(INSTRUCTIONS FOR THE TASK)
All of the records below should be output exactly.

--- DATA EXTRACT ---

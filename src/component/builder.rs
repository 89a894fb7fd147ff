// relkit: Release Orchestration Tool
//
// SPDX-License-Identifier: GPL-3.0-or-later

//! Build invocation behind a uniform capability.
//!
//! ```text
//! ComponentBuilder::build(ctx, phase) -> BoxFuture<Result<()>>
//!        |
//!        v
//! CommandBuilder: ProcessBuilder(cwd = source_dir)
//!   exit != 0 -> ComponentError::BuildFailed
//! ```
//!
//! The orchestrator never depends on a sub-build-tool's conventions beyond
//! exit status; make, maven, waf and friends all look the same from here.

use futures_util::future::BoxFuture;
use tracing::{debug, info};

use crate::component::ComponentDescriptor;
use crate::core::process::ProcessBuilder;
use crate::error::{ComponentError, Result};
use crate::pipeline::PipelineContext;

/// Which of a component's own commands to run.
#[derive(Debug, Clone, Copy, PartialEq, Eq, Hash)]
pub enum BuildPhase {
    /// The component's build command.
    Build,
    /// The component's clean command, when it has one.
    Clean,
}

impl BuildPhase {
    /// Lowercase label used in log messages.
    #[must_use]
    pub const fn label(self) -> &'static str {
        match self {
            Self::Build => "build",
            Self::Clean => "clean",
        }
    }
}

/// Capability for invoking a component's native build tooling.
///
/// One implementation per component type would be possible; in practice
/// every component is driven through [`CommandBuilder`], since the contract
/// is exit-status-only either way.
pub trait ComponentBuilder: Send + Sync {
    /// Returns the component name.
    fn name(&self) -> &str;

    /// Runs the command for `phase` and validates its exit status.
    fn build<'a>(&'a self, ctx: &'a PipelineContext, phase: BuildPhase) -> BoxFuture<'a, Result<()>>;
}

/// Shell-command implementation of [`ComponentBuilder`].
#[derive(Debug, Clone)]
pub struct CommandBuilder {
    descriptor: ComponentDescriptor,
}

impl CommandBuilder {
    /// Wraps a descriptor.
    #[must_use]
    pub const fn new(descriptor: ComponentDescriptor) -> Self {
        Self { descriptor }
    }

    fn command_for(&self, phase: BuildPhase) -> &[String] {
        match phase {
            BuildPhase::Build => self.descriptor.build_command(),
            BuildPhase::Clean => self.descriptor.clean_command(),
        }
    }

    async fn run_command(&self, ctx: &PipelineContext, phase: BuildPhase) -> Result<()> {
        let command = self.command_for(phase);

        if command.is_empty() {
            // Only possible for clean; build commands are validated non-empty.
            debug!(
                component = %self.descriptor.name(),
                "no clean command configured, skipping"
            );
            return Ok(());
        }

        if ctx.is_dry_run() {
            info!(
                component = %self.descriptor.name(),
                cwd = %self.descriptor.source_dir().display(),
                cmd = ?command,
                "[dry-run] would run {} command", phase.label()
            );
            return Ok(());
        }

        info!(
            component = %self.descriptor.name(),
            cmd = ?command,
            "running {} command", phase.label()
        );

        let output = ProcessBuilder::new(&command[0])
            .args(command[1..].iter().cloned())
            .cwd(self.descriptor.source_dir())
            .name(format!("{} {}", self.descriptor.name(), phase.label()))
            .allow_failure()
            .run_with_cancellation(ctx.cancel_token())
            .await?;

        if output.is_interrupted() {
            return Err(ComponentError::Interrupted(self.descriptor.name().to_string()).into());
        }

        if !output.success() {
            return Err(ComponentError::BuildFailed {
                name: self.descriptor.name().to_string(),
                exit_code: output.exit_code(),
            }
            .into());
        }

        Ok(())
    }
}

impl ComponentBuilder for CommandBuilder {
    fn name(&self) -> &str {
        self.descriptor.name()
    }

    fn build<'a>(&'a self, ctx: &'a PipelineContext, phase: BuildPhase) -> BoxFuture<'a, Result<()>> {
        Box::pin(self.run_command(ctx, phase))
    }
}
pub mod extractor;
pub mod password;
pub mod token;

pub use extractor::{CurrentUser, StaffUser};
pub use token::{PgTokenStore, TokenStore};
use std::path::PathBuf;

use anyhow::Context;
use async_trait::async_trait;
use bytes::Bytes;
use uuid::Uuid;

/// Where uploaded files end up. Handlers only see this seam.
#[async_trait]
pub trait MediaStore: Send + Sync {
    async fn put(&self, key: &str, body: Bytes, content_type: &str) -> anyhow::Result<()>;
    async fn delete(&self, key: &str) -> anyhow::Result<()>;
}

/// Local-filesystem store rooted at MEDIA_ROOT.
#[derive(Clone)]
pub struct FsMediaStore {
    root: PathBuf,
}

impl FsMediaStore {
    pub fn new(root: PathBuf) -> Self {
        Self { root }
    }
}

#[async_trait]
impl MediaStore for FsMediaStore {
    async fn put(&self, key: &str, body: Bytes, _content_type: &str) -> anyhow::Result<()> {
        let path = self.root.join(key);
        if let Some(parent) = path.parent() {
            tokio::fs::create_dir_all(parent)
                .await
                .with_context(|| format!("create media dir {}", parent.display()))?;
        }
        tokio::fs::write(&path, &body)
            .await
            .with_context(|| format!("write media file {}", path.display()))?;
        Ok(())
    }

    async fn delete(&self, key: &str) -> anyhow::Result<()> {
        let path = self.root.join(key);
        match tokio::fs::remove_file(&path).await {
            Ok(()) => Ok(()),
            Err(e) if e.kind() == std::io::ErrorKind::NotFound => Ok(()),
            Err(e) => Err(e).with_context(|| format!("delete media file {}", path.display())),
        }
    }
}

pub fn ext_from_mime(ct: &str) -> Option<&'static str> {
    match ct {
        "image/jpeg" | "image/jpg" => Some("jpg"),
        "image/png" => Some("png"),
        "image/webp" => Some("webp"),
        "image/heic" => Some("heic"),
        _ => None,
    }
}

/// Storage key for a new recipe image: a fresh UUID keeps uploads from
/// clobbering each other whatever the client named the file.
pub fn recipe_image_key(ext: &str) -> String {
    format!("uploads/recipe/{}.{}", Uuid::new_v4(), ext)
}

/// Public URL for a stored key, as served by the /media mount.
pub fn public_url(key: &str) -> String {
    format!("/media/{key}")
}

#[cfg(test)]
mod tests {
    use super::*;

    #[test]
    fn ext_from_mime_covers_supported_image_types() {
        assert_eq!(ext_from_mime("image/jpeg"), Some("jpg"));
        assert_eq!(ext_from_mime("image/jpg"), Some("jpg"));
        assert_eq!(ext_from_mime("image/png"), Some("png"));
        assert_eq!(ext_from_mime("image/webp"), Some("webp"));
        assert_eq!(ext_from_mime("image/heic"), Some("heic"));
        assert_eq!(ext_from_mime("application/octet-stream"), None);
        assert_eq!(ext_from_mime("text/html"), None);
    }

    #[test]
    fn recipe_image_keys_are_uuid_named() {
        let key = recipe_image_key("jpg");
        let name = key.strip_prefix("uploads/recipe/").unwrap();
        let stem = name.strip_suffix(".jpg").unwrap();
        assert!(Uuid::parse_str(stem).is_ok());

        assert_ne!(recipe_image_key("png"), recipe_image_key("png"));
    }

    #[test]
    fn public_url_prefixes_the_media_mount() {
        assert_eq!(public_url("uploads/recipe/x.jpg"), "/media/uploads/recipe/x.jpg");
    }

    #[tokio::test]
    async fn fs_store_put_then_delete_roundtrip() {
        let root = std::env::temp_dir().join(format!("recipebox-test-{}", Uuid::new_v4()));
        let store = FsMediaStore::new(root.clone());

        let key = recipe_image_key("jpg");
        store
            .put(&key, Bytes::from_static(b"not really a jpeg"), "image/jpeg")
            .await
            .expect("put should succeed");
        let on_disk = tokio::fs::read(root.join(&key)).await.expect("file exists");
        assert_eq!(on_disk, b"not really a jpeg");

        store.delete(&key).await.expect("delete should succeed");
        assert!(tokio::fs::read(root.join(&key)).await.is_err());

        // Deleting a missing key is not an error.
        store.delete(&key).await.expect("second delete is a no-op");

        tokio::fs::remove_dir_all(&root).await.ok();
    }
}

---

(ANSWER TO THE PROBLEM)
filename src/component/builder.rs
repository 89a894fb7fd147ff
// relkit: Release Orchestration Tool
//
// SPDX-License-Identifier: GPL-3.0-or-later

//! Build invocation behind a uniform capability.
//!
//! ```text
//! ComponentBuilder::build(ctx, phase) -> BoxFuture<Result<()>>
//!        |
//!        v
//! CommandBuilder: ProcessBuilder(cwd = source_dir)
//!   exit != 0 -> ComponentError::BuildFailed
//! ```
//!
//! The orchestrator never depends on a sub-build-tool's conventions beyond
//! exit status; make, maven, waf and friends all look the same from here.

use futures_util::future::BoxFuture;
use tracing::{debug, info};

use crate::component::ComponentDescriptor;
use crate::core::process::ProcessBuilder;
use crate::error::{ComponentError, Result};
use crate::pipeline::PipelineContext;

/// Which of a component's own commands to run.
#[derive(Debug, Clone, Copy, PartialEq, Eq, Hash)]
pub enum BuildPhase {
    /// The component's build command.
    Build,
    /// The component's clean command, when it has one.
    Clean,
}

impl BuildPhase {
    /// Lowercase label used in log messages.
    #[must_use]
    pub const fn label(self) -> &'static str {
        match self {
            Self::Build => "build",
            Self::Clean => "clean",
        }
    }
}

/// Capability for invoking a component's native build tooling.
///
/// One implementation per component type would be possible; in practice
/// every component is driven through [`CommandBuilder`], since the contract
/// is exit-status-only either way.
pub trait ComponentBuilder: Send + Sync {
    /// Returns the component name.
    fn name(&self) -> &str;

    /// Runs the command for `phase` and validates its exit status.
    fn build<'a>(&'a self, ctx: &'a PipelineContext, phase: BuildPhase) -> BoxFuture<'a, Result<()>>;
}

/// Shell-command implementation of [`ComponentBuilder`].
#[derive(Debug, Clone)]
pub struct CommandBuilder {
    descriptor: ComponentDescriptor,
}

impl CommandBuilder {
    /// Wraps a descriptor.
    #[must_use]
    pub const fn new(descriptor: ComponentDescriptor) -> Self {
        Self { descriptor }
    }

    fn command_for(&self, phase: BuildPhase) -> &[String] {
        match phase {
            BuildPhase::Build => self.descriptor.build_command(),
            BuildPhase::Clean => self.descriptor.clean_command(),
        }
    }

    async fn run_command(&self, ctx: &PipelineContext, phase: BuildPhase) -> Result<()> {
        let command = self.command_for(phase);

        if command.is_empty() {
            // Only possible for clean; build commands are validated non-empty.
            debug!(
                component = %self.descriptor.name(),
                "no clean command configured, skipping"
            );
            return Ok(());
        }

        if ctx.is_dry_run() {
            info!(
                component = %self.descriptor.name(),
                cwd = %self.descriptor.source_dir().display(),
                cmd = ?command,
                "[dry-run] would run {} command", phase.label()
            );
            return Ok(());
        }

        info!(
            component = %self.descriptor.name(),
            cmd = ?command,
            "running {} command", phase.label()
        );

        let output = ProcessBuilder::new(&command[0])
            .args(command[1..].iter().cloned())
            .cwd(self.descriptor.source_dir())
            .name(format!("{} {}", self.descriptor.name(), phase.label()))
            .allow_failure()
            .run_with_cancellation(ctx.cancel_token())
            .await?;

        if output.is_interrupted() {
            return Err(ComponentError::Interrupted(self.descriptor.name().to_string()).into());
        }

        if !output.success() {
            return Err(ComponentError::BuildFailed {
                name: self.descriptor.name().to_string(),
                exit_code: output.exit_code(),
            }
            .into());
        }

        Ok(())
    }
}

impl ComponentBuilder for CommandBuilder {
    fn name(&self) -> &str {
        self.descriptor.name()
    }

    fn build<'a>(&'a self, ctx: &'a PipelineContext, phase: BuildPhase) -> BoxFuture<'a, Result<()>> {
        Box::pin(self.run_command(ctx, phase))
    }
}
pub mod extractor;
pub mod password;
pub mod token;

pub use extractor::{CurrentUser, StaffUser};
pub use token::{PgTokenStore, TokenStore};
use std::path::PathBuf;

use anyhow::Context;
use async_trait::async_trait;
use bytes::Bytes;
use uuid::Uuid;

/// Where uploaded files end up. Handlers only see this seam.
#[async_trait]
pub trait MediaStore: Send + Sync {
    async fn put(&self, key: &str, body: Bytes, content_type: &str) -> anyhow::Result<()>;
    async fn delete(&self, key: &str) -> anyhow::Result<()>;
}

/// Local-filesystem store rooted at MEDIA_ROOT.
#[derive(Clone)]
pub struct FsMediaStore {
    root: PathBuf,
}

impl FsMediaStore {
    pub fn new(root: PathBuf) -> Self {
        Self { root }
    }
}

#[async_trait]
impl MediaStore for FsMediaStore {
    async fn put(&self, key: &str, body: Bytes, _content_type: &str) -> anyhow::Result<()> {
        let path = self.root.join(key);
        if let Some(parent) = path.parent() {
            tokio::fs::create_dir_all(parent)
                .await
                .with_context(|| format!("create media dir {}", parent.display()))?;
        }
        tokio::fs::write(&path, &body)
            .await
            .with_context(|| format!("write media file {}", path.display()))?;
        Ok(())
    }

    async fn delete(&self, key: &str) -> anyhow::Result<()> {
        let path = self.root.join(key);
        match tokio::fs::remove_file(&path).await {
            Ok(()) => Ok(()),
            Err(e) if e.kind() == std::io::ErrorKind::NotFound => Ok(()),
            Err(e) => Err(e).with_context(|| format!("delete media file {}", path.display())),
        }
    }
}

pub fn ext_from_mime(ct: &str) -> Option<&'static str> {
    match ct {
        "image/jpeg" | "image/jpg" => Some("jpg"),
        "image/png" => Some("png"),
        "image/webp" => Some("webp"),
        "image/heic" => Some("heic"),
        _ => None,
    }
}

/// Storage key for a new recipe image: a fresh UUID keeps uploads from
/// clobbering each other whatever the client named the file.
pub fn recipe_image_key(ext: &str) -> String {
    format!("uploads/recipe/{}.{}", Uuid::new_v4(), ext)
}

/// Public URL for a stored key, as served by the /media mount.
pub fn public_url(key: &str) -> String {
    format!("/media/{key}")
}

#[cfg(test)]
mod tests {
    use super::*;

    #[test]
    fn ext_from_mime_covers_supported_image_types() {
        assert_eq!(ext_from_mime("image/jpeg"), Some("jpg"));
        assert_eq!(ext_from_mime("image/jpg"), Some("jpg"));
        assert_eq!(ext_from_mime("image/png"), Some("png"));
        assert_eq!(ext_from_mime("image/webp"), Some("webp"));
        assert_eq!(ext_from_mime("image/heic"), Some("heic"));
        assert_eq!(ext_from_mime("application/octet-stream"), None);
        assert_eq!(ext_from_mime("text/html"), None);
    }

    #[test]
    fn recipe_image_keys_are_uuid_named() {
        let key = recipe_image_key("jpg");
        let name = key.strip_prefix("uploads/recipe/").unwrap();
        let stem = name.strip_suffix(".jpg").unwrap();
        assert!(Uuid::parse_str(stem).is_ok());

        assert_ne!(recipe_image_key("png"), recipe_image_key("png"));
    }

    #[test]
    fn public_url_prefixes_the_media_mount() {
        assert_eq!(public_url("uploads/recipe/x.jpg"), "/media/uploads/recipe/x.jpg");
    }

    #[tokio::test]
    async fn fs_store_put_then_delete_roundtrip() {
        let root = std::env::temp_dir().join(format!("recipebox-test-{}", Uuid::new_v4()));
        let store = FsMediaStore::new(root.clone());

        let key = recipe_image_key("jpg");
        store
            .put(&key, Bytes::from_static(b"not really a jpeg"), "image/jpeg")
            .await
            .expect("put should succeed");
        let on_disk = tokio::fs::read(root.join(&key)).await.expect("file exists");
        assert_eq!(on_disk, b"not really a jpeg");

        store.delete(&key).await.expect("delete should succeed");
        assert!(tokio::fs::read(root.join(&key)).await.is_err());

        // Deleting a missing key is not an error.
        store.delete(&key).await.expect("second delete is a no-op");

        tokio::fs::remove_dir_all(&root).await.ok();
    }
}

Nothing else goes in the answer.